use crate::adapters::failure;
use crate::config::ProviderSettings;
use crate::domain::model::CompletionParams;
use crate::domain::ports::CompletionProvider;
use crate::utils::error::Result;
use async_trait::async_trait;
use reqwest::Client;
use serde::{Deserialize, Serialize};

const ANTHROPIC_VERSION: &str = "2023-06-01";

pub struct AnthropicProvider {
    client: Client,
    api_key: String,
    base_url: String,
    model: String,
}

impl AnthropicProvider {
    pub fn new(settings: &ProviderSettings, client: Client) -> Self {
        Self {
            client,
            api_key: settings.api_key.clone(),
            base_url: settings.base_url.trim_end_matches('/').to_string(),
            model: settings.model.clone(),
        }
    }
}

#[derive(Serialize)]
struct MessagesRequest<'a> {
    model: &'a str,
    max_tokens: u32,
    temperature: f32,
    system: &'a str,
    messages: Vec<Message<'a>>,
}

#[derive(Serialize)]
struct Message<'a> {
    role: &'a str,
    content: &'a str,
}

#[derive(Deserialize)]
struct MessagesResponse {
    #[serde(default)]
    content: Vec<ContentBlock>,
}

#[derive(Deserialize)]
#[serde(tag = "type", rename_all = "snake_case")]
enum ContentBlock {
    Text {
        text: String,
    },
    #[serde(other)]
    Other,
}

#[async_trait]
impl CompletionProvider for AnthropicProvider {
    fn name(&self) -> &str {
        "Anthropic"
    }

    fn model(&self) -> &str {
        &self.model
    }

    async fn complete(
        &self,
        system_prompt: &str,
        user_text: &str,
        params: &CompletionParams,
    ) -> Result<String> {
        let url = format!("{}/messages", self.base_url);
        let body = MessagesRequest {
            model: &self.model,
            max_tokens: params.max_tokens,
            temperature: params.temperature,
            system: system_prompt,
            messages: vec![Message {
                role: "user",
                content: user_text,
            }],
        };

        tracing::debug!(provider = "Anthropic", %url, model = %self.model, "Sending messages request");
        let response = self
            .client
            .post(&url)
            .header("x-api-key", self.api_key.trim())
            .header("anthropic-version", ANTHROPIC_VERSION)
            .json(&body)
            .send()
            .await?;

        if !response.status().is_success() {
            return Err(failure::from_response(self.name(), response).await);
        }

        let parsed: MessagesResponse = response.json().await?;
        let text = parsed
            .content
            .into_iter()
            .filter_map(|block| match block {
                ContentBlock::Text { text } => Some(text),
                ContentBlock::Other => None,
            })
            .collect::<Vec<_>>()
            .join("\n");
        Ok(text)
    }
}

______________________________

In the entries above, find each line containing the string "model" and copy it.

Completed exercise:
use crate::domain::model::CompletionParams;
    model: String,
            model: settings.model.clone(),
    model: &'a str,
    fn model(&self) -> &str {
        &self.model
            model: &self.model,
        tracing::debug!(provider = "Anthropic", %url, model = %self.model, "Sending messages request");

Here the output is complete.